The steps taken by the company for
utilizing alternate sources of
Energy

The Company is procuring 2.6 MW of solar power from
third party suppliers towards its commitment to
sustainability

The capital investment on energy
conservation equipment

NA

(B) TECHNOLOGY ABSORPTION

The efforts made towards
technology absorption

NA

The benefits derived like product
improvement, cost reduction,
product development or import
substitution

NA

In case of imported technology
(imported during the last three
years reckoned from the beginning
of the financial year)

NA

The expenditure incurred on
research and development

NA

(C) FOREIGN CURRENCY TRANSACTIONS

Total Income earned in Foreign
Currency during the year

Rs. 23,588.83 millions

Total expenditure incurred in
Foreign Currency during the year

(Rs. 25,232.84) millions

34. Disclosure Under Sexual Harassment of Women at Workplace (Prevention, Prohibition and
Redressal) Act, 2013

The Company is committed to uphold and maintain the dignity of women employees and it
has in place a policy which provides for protection against sexual harassment of women at
workplace and for prevention and redressal of such complaints. During the year under review,
no such complaints were received.

35. Disclosure under Maternity Benefits Act, 1961:

The Company has women employees in its employment, and therefore, the provisions of the
Maternity Benefit Act, 1961 are applicable to the Company during the financial year 2024-25.
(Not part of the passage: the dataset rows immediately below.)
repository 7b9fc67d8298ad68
//! Blog CRUD handlers.

use actix_web::{HttpResponse, web};

use blog_core::domain::{BlogFilter, BlogPatch, NewBlog, Page};
use blog_shared::dto::{CreateBlogRequest, ListBlogsQuery, UpdateBlogRequest};
use blog_shared::{AckResponse, BlogListResponse, BlogResponse};

use super::blog_dto;
use crate::middleware::error::{AppError, AppResult};
use crate::state::AppState;

/// GET /blogs?filter=<json>&skip=<n>&limit=<n>
pub async fn list_blogs(
    state: web::Data<AppState>,
    query: web::Query<ListBlogsQuery>,
) -> AppResult<HttpResponse> {
    let query = query.into_inner();

    let filter = match query.filter.as_deref().map(str::trim) {
        Some(raw) if !raw.is_empty() => BlogFilter::parse(raw)?,
        _ => BlogFilter::default(),
    };
    let page = Page::new(query.skip, query.limit);

    let blogs = state.blogs.find(&filter, page).await?;
    tracing::debug!(count = blogs.len(), "Listed blogs");

    Ok(HttpResponse::Ok().json(BlogListResponse::ok(
        blogs.into_iter().map(blog_dto).collect(),
    )))
}

/// POST /blogs
pub async fn create_blog(
    state: web::Data<AppState>,
    body: web::Json<CreateBlogRequest>,
) -> AppResult<HttpResponse> {
    let req = body.into_inner();
    let new_blog = NewBlog::new(req.title, req.content, req.photo)?;

    let blog = state.blogs.insert(new_blog).await?;
    tracing::info!(blog_id = %blog.id, "Blog created");

    Ok(HttpResponse::Ok().json(BlogResponse::ok(blog_dto(blog))))
}

/// PUT /blogs/{id}
pub async fn update_blog(
    state: web::Data<AppState>,
    id: web::Path<String>,
    body: web::Json<UpdateBlogRequest>,
) -> AppResult<HttpResponse> {
    let id = id.into_inner();
    let req = body.into_inner();
    let patch = BlogPatch::new(req.title, req.content, req.photo)?;

    let blog = state
        .blogs
        .update_by_id(&id, patch)
        .await?
        .ok_or(AppError::NotFound)?;
    tracing::info!(blog_id = %blog.id, "Blog updated");

    Ok(HttpResponse::Ok().json(BlogResponse::ok(blog_dto(blog))))
}

/// DELETE /blogs/{id}
pub async fn delete_blog(
    state: web::Data<AppState>,
    id: web::Path<String>,
) -> AppResult<HttpResponse> {
    let id = id.into_inner();

    state
        .blogs
        .delete_by_id(&id)
        .await?
        .ok_or(AppError::NotFound)?;
    tracing::info!(blog_id = %id, "Blog deleted");

    Ok(HttpResponse::Ok().json(AckResponse::ok()))
}
//! Domain-level error types.

use thiserror::Error;

/// Domain errors - business rule violations in client input.
#[derive(Debug, Error)]
pub enum DomainError {
    #[error("Validation failed: {0}")]
    Validation(String),
}

/// Repository-level errors.
#[derive(Debug, Error)]
pub enum RepoError {
    #[error("Database connection failed: {0}")]
    Connection(String),

    #[error("Query execution failed: {0}")]
    Query(String),

    #[error("Document could not be converted: {0}")]
    Serialization(String),
}

/// Photo storage errors.
#[derive(Debug, Error)]
pub enum StorageError {
    #[error("I/O failure on {name}: {source}")]
    Io {
        name: String,
        #[source]
        source: std::io::Error,
    },
}

/// Reasons an uploaded photo is refused before anything touches disk.
#[derive(Debug, Error, PartialEq, Eq)]
pub enum UploadError {
    #[error("No file was provided in the `{0}` field")]
    MissingFile(&'static str),

    #[error("Unsupported file extension: {0:?}")]
    UnsupportedExtension(String),

    #[error("Unsupported media type: {0:?}")]
    UnsupportedMediaType(String),

    #[error("File exceeds the {limit} byte limit")]
    TooLarge { limit: usize },

    #[error("Malformed upload: {0}")]
    Malformed(String),
}

impl UploadError {
    /// Stable, machine-readable code for the wire envelope.
    pub fn code(&self) -> &'static str {
        match self {
            UploadError::MissingFile(_) => "missing_file",
            UploadError::UnsupportedExtension(_) => "unsupported_extension",
            UploadError::UnsupportedMediaType(_) => "unsupported_media_type",
            UploadError::TooLarge { .. } => "file_too_large",
            UploadError::Malformed(_) => "malformed_upload",
        }
    }
}
//! Application state - shared across all handlers.

use std::io;
use std::sync::Arc;

use blog_core::domain::UploadPolicy;
use blog_core::ports::{BlogRepository, PhotoStore};
use blog_infra::{InMemoryBlogRepository, LocalPhotoStore};

use crate::config::AppConfig;

#[cfg(feature = "mongo")]
use blog_infra::{DatabaseConnections, MongoBlogRepository};

/// Shared application state.
#[derive(Clone)]
pub struct AppState {
    pub blogs: Arc<dyn BlogRepository>,
    pub photos: Arc<dyn PhotoStore>,
    pub upload_policy: UploadPolicy,
}

impl AppState {
    /// Assemble state from already-built adapters.
    pub fn from_parts(
        blogs: Arc<dyn BlogRepository>,
        photos: Arc<dyn PhotoStore>,
        upload_policy: UploadPolicy,
    ) -> Self {
        Self {
            blogs,
            photos,
            upload_policy,
        }
    }

    /// Build the application state with appropriate implementations.
    pub async fn new(config: &AppConfig) -> io::Result<Self> {
        let photos: Arc<dyn PhotoStore> = Arc::new(
            LocalPhotoStore::init(config.uploads_dir())
                .await
                .map_err(io::Error::other)?,
        );

        #[cfg(feature = "mongo")]
        let blogs: Arc<dyn BlogRepository> = match &config.database {
            Some(db_config) => {
                let connections = DatabaseConnections::init(db_config).await.map_err(|e| {
                    tracing::error!(error = %e, "Failed to connect to database");
                    io::Error::other(e)
                })?;
                Arc::new(MongoBlogRepository::new(
                    &connections.database,
                    &db_config.collection,
                ))
            }
            None => {
                tracing::warn!("MONGODB_URI not set. Running without database (in-memory mode).");
                Arc::new(InMemoryBlogRepository::new())
            }
        };

        #[cfg(not(feature = "mongo"))]
        let blogs: Arc<dyn BlogRepository> = {
            tracing::info!("Running without mongo feature - using in-memory repository");
            Arc::new(InMemoryBlogRepository::new())
        };

        tracing::info!("Application state initialized");

        Ok(Self::from_parts(
            blogs,
            photos,
            UploadPolicy::new(config.max_upload_bytes),
        ))
    }
}
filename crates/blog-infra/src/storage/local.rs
//! Local-disk photo storage under a fixed directory.

use std::path::{Path, PathBuf};

use async_trait::async_trait;

use blog_core::error::StorageError;
use blog_core::ports::PhotoStore;

/// Writes photos as flat files inside `root`.
///
/// Names come from `PhotoName::generate`, never from the client.
pub struct LocalPhotoStore {
    root: PathBuf,
}

impl LocalPhotoStore {
    pub fn new(root: impl Into<PathBuf>) -> Self {
        Self { root: root.into() }
    }

    /// Create the directory if needed and return a store rooted there.
    pub async fn init(root: impl Into<PathBuf>) -> Result<Self, StorageError> {
        let root = root.into();
        tokio::fs::create_dir_all(&root)
            .await
            .map_err(|source| StorageError::Io {
                name: root.display().to_string(),
                source,
            })?;
        tracing::info!(dir = %root.display(), "Photo storage ready");
        Ok(Self { root })
    }

    pub fn root(&self) -> &Path {
        &self.root
    }

    pub fn path_of(&self, name: &str) -> PathBuf {
        self.root.join(name)
    }
}

#[async_trait]
impl PhotoStore for LocalPhotoStore {
    async fn save(&self, name: &str, bytes: &[u8]) -> Result<(), StorageError> {
        tokio::fs::write(self.path_of(name), bytes)
            .await
            .map_err(|source| StorageError::Io {
                name: name.to_string(),
                source,
            })?;
        tracing::debug!(file = name, size = bytes.len(), "Photo written");
        Ok(())
    }

    async fn remove(&self, name: &str) -> Result<(), StorageError> {
        tokio::fs::remove_file(self.path_of(name))
            .await
            .map_err(|source| StorageError::Io {
                name: name.to_string(),
                source,
            })?;
        tracing::debug!(file = name, "Photo removed");
        Ok(())
    }
}
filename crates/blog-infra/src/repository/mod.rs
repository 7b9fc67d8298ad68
//! Blog repository implementations - MongoDB and in-memory fallback.

mod memory;

#[cfg(feature = "mongo")]
mod mongo;

pub use memory::InMemoryBlogRepository;

#[cfg(feature = "mongo")]
pub use mongo::MongoBlogRepository;
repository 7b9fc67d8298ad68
//! Health check endpoint.

use actix_web::HttpResponse;
use serde::Serialize;

#[derive(Serialize)]
pub struct HealthResponse {
    pub status: &'static str,
    pub version: &'static str,
    pub timestamp: String,
}

/// GET /health
pub async fn health_check() -> HttpResponse {
    HttpResponse::Ok().json(HealthResponse {
        status: "ok",
        version: env!("CARGO_PKG_VERSION"),
        timestamp: chrono::Utc::now().to_rfc3339(),
    })
}
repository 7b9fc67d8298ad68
//! # Blog Shared
//!
//! Wire types shared by the server and its clients: request bodies and the
//! `{success, ...}` response envelopes.

pub mod dto;
pub mod response;

pub use response::{AckResponse, BlogListResponse, BlogResponse, ErrorDetail, ErrorResponse};
use async_trait::async_trait;

use crate::domain::{Blog, BlogFilter, BlogPatch, NewBlog, Page};
use crate::error::RepoError;

/// Blog persistence - a single collection keyed by document id.
///
/// Ids the backend cannot interpret are reported as absent, never as errors.
#[async_trait]
pub trait BlogRepository: Send + Sync {
    /// Find blogs matching `filter`, applying skip/limit as given.
    async fn find(&self, filter: &BlogFilter, page: Page) -> Result<Vec<Blog>, RepoError>;

    /// Insert a new blog and return it with its assigned id.
    async fn insert(&self, blog: NewBlog) -> Result<Blog, RepoError>;

    /// Apply a partial update. Returns the updated blog, or `None` if the id is unknown.
    async fn update_by_id(&self, id: &str, patch: BlogPatch) -> Result<Option<Blog>, RepoError>;

    /// Delete a blog. Returns the removed blog, or `None` if the id is unknown.
    async fn delete_by_id(&self, id: &str) -> Result<Option<Blog>, RepoError>;
}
36. Particulars of Contracts or Arrangements Made with Related Parties

The details of transaction with Related Party in accordance with the provisions of the
Companies Act, 2013 are given in AOC-2 as an Annexure-B to this report.

All transactions with related parties are in the ordinary course of business and on arms length
basis.

Details of transactions, contracts and arrangements entered into with related parties by the
Company during the FY 2024-25 are given in the Notes to the Standalone Financial Statements,
which forms part of the Annual Report.

37. Company's Policy Relating to Directors Appointment, Payment of Remuneration and
Discharge of their Duties

The Company has constituted a Nomination and Remuneration Committee in accordance with
the provisions of Section 178(1) of the Companies Act, 2013. The Committee has formulated a
policy on matters relating to the appointment of Directors, payment of managerial
remuneration, criteria for determining qualifications, positive attributes and independence of
Directors, and other related matters as provided under Section 178(3) of the Act.

Remuneration to Non-Executive/ Independent Director

The Non-Executive/Independent Director may receive remuneration by way of fees for
attending meetings of Board or Committee thereof.

Provided that the amount of such fees shall not exceed the maximum amount as provided in
the Act, per meeting of the Board or Committees or such amount as may be prescribed from
time to time

Managerial Remuneration

The remuneration paid to Executive Directors is approved by the Board, subject to the
subsequent approval of the shareholders at the General Meeting and such other authorities, as
may be required. The remuneration is decided after considering various factors such as
qualification, experience, performance, responsibilities shouldered, industry standards as well
as financial position of the Company.

38. Particulars of Employees

Disclosures pertaining to remuneration and other details as required under Section 197(12) of
the Act, read with Rule 5(1) of the Companies (Appointment and Remuneration of Managerial
Personnel) Rules, 2014 ('Rules') forms part of the report.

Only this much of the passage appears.